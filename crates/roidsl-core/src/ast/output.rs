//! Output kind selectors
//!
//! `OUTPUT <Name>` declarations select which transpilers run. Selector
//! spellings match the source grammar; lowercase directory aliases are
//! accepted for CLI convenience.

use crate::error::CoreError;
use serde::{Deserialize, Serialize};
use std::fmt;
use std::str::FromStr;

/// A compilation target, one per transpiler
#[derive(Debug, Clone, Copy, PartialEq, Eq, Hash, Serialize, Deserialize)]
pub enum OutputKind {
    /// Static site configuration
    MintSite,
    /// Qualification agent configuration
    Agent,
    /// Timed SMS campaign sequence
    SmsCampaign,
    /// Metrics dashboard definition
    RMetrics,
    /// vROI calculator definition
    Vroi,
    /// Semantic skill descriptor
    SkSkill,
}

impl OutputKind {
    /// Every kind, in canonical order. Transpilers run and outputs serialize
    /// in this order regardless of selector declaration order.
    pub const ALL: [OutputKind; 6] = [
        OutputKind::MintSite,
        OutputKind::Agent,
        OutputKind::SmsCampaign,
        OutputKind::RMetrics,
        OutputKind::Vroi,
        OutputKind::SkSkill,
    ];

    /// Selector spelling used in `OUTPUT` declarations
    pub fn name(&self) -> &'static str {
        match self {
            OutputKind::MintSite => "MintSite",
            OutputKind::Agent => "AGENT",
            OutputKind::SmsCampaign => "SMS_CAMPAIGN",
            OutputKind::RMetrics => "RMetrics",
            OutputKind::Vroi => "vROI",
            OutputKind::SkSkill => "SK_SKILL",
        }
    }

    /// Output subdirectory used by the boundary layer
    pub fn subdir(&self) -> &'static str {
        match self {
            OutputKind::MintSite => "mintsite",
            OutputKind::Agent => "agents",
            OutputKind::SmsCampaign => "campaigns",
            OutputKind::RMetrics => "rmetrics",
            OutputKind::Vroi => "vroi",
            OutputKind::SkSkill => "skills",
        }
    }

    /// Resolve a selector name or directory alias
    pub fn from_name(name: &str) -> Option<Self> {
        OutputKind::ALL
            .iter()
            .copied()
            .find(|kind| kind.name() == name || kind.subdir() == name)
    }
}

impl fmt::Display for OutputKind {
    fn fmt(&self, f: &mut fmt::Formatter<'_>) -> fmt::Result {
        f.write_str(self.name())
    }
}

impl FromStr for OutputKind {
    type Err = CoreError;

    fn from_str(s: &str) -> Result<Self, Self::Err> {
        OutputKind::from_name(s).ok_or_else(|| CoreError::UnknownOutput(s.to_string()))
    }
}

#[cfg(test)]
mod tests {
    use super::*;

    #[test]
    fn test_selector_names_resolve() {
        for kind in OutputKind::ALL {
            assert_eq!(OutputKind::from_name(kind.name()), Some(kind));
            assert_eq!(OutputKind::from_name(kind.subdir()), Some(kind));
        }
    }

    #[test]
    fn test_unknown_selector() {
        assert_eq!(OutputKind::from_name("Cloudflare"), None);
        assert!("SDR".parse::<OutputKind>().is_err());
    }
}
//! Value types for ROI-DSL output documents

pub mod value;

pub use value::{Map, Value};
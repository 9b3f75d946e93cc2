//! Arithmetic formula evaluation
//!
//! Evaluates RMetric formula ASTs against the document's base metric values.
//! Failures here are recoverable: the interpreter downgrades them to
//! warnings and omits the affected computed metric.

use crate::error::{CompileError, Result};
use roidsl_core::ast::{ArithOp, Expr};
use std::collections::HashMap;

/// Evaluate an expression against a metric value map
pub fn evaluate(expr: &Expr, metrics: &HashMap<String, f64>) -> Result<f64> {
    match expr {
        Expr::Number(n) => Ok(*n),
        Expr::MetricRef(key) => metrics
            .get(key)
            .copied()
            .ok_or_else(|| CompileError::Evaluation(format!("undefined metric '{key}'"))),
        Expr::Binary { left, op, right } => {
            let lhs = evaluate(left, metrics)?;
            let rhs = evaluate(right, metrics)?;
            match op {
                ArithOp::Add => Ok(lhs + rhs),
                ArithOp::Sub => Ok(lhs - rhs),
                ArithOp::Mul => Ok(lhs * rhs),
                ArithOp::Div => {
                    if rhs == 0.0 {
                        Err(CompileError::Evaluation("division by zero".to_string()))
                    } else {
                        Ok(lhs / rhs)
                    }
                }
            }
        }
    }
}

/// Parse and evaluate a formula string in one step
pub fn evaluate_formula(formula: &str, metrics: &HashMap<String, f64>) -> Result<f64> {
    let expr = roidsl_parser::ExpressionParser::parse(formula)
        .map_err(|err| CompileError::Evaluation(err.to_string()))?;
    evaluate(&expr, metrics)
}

--

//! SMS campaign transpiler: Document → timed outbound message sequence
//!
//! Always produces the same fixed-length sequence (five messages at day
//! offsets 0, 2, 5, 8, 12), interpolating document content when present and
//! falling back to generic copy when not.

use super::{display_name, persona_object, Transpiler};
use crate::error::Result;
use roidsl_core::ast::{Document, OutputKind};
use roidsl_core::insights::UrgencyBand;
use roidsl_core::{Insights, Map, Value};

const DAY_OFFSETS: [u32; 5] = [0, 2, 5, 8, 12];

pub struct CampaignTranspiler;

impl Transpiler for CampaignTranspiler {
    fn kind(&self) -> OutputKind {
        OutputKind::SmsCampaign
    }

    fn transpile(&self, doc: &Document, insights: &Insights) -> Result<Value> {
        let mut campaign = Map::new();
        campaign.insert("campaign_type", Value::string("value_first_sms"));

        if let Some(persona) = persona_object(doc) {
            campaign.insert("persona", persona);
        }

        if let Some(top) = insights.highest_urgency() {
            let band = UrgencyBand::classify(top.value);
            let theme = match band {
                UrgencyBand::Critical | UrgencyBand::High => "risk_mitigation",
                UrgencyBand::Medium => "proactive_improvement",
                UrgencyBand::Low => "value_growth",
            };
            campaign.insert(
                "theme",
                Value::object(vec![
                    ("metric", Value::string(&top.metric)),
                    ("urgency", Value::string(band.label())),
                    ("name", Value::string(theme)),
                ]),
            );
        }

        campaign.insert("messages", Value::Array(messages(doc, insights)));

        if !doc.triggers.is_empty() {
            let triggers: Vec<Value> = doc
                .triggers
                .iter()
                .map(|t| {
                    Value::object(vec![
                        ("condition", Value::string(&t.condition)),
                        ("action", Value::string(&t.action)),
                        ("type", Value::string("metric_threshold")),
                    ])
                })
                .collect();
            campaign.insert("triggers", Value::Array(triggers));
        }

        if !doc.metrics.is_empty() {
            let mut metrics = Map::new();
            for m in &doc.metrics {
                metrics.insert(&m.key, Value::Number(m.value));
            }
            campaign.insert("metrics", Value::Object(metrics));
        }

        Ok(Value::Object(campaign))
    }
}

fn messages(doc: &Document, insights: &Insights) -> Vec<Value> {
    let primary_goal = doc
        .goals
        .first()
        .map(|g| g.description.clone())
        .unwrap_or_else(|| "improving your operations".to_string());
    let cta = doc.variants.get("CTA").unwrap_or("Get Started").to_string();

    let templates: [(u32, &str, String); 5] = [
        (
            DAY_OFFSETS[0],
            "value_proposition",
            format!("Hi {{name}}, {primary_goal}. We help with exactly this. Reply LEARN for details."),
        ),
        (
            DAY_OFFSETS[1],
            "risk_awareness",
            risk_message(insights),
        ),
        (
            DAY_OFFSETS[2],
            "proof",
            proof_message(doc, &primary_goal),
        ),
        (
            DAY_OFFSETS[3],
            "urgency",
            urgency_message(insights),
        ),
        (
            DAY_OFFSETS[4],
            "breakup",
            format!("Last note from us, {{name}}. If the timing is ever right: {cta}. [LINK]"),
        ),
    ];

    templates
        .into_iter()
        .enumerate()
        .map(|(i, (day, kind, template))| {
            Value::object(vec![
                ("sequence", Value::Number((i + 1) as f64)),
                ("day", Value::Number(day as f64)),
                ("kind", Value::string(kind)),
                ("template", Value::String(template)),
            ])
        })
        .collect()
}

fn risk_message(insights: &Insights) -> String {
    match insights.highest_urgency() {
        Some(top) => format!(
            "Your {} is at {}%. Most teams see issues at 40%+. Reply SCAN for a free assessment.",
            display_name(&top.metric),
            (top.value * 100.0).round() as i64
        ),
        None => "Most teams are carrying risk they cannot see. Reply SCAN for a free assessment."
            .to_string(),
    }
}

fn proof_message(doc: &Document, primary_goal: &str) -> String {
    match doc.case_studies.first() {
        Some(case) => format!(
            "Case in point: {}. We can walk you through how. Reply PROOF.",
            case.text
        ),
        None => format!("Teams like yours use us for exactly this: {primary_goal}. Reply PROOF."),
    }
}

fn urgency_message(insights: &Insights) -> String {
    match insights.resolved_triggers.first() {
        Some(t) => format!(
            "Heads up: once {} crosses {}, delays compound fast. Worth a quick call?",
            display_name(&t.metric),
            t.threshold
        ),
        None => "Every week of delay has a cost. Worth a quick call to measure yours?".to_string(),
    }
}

» **Exercise directions**
Print, without alteration, only the lines above between the one holding "filename crates/roidsl-core/src/ast/output.rs" and the one holding "use std::str::FromStr;", inclusive.

» **Result below**
filename crates/roidsl-core/src/ast/output.rs
//! Output kind selectors
//!
//! `OUTPUT <Name>` declarations select which transpilers run. Selector
//! spellings match the source grammar; lowercase directory aliases are
//! accepted for CLI convenience.

use crate::error::CoreError;
use serde::{Deserialize, Serialize};
use std::fmt;
use std::str::FromStr;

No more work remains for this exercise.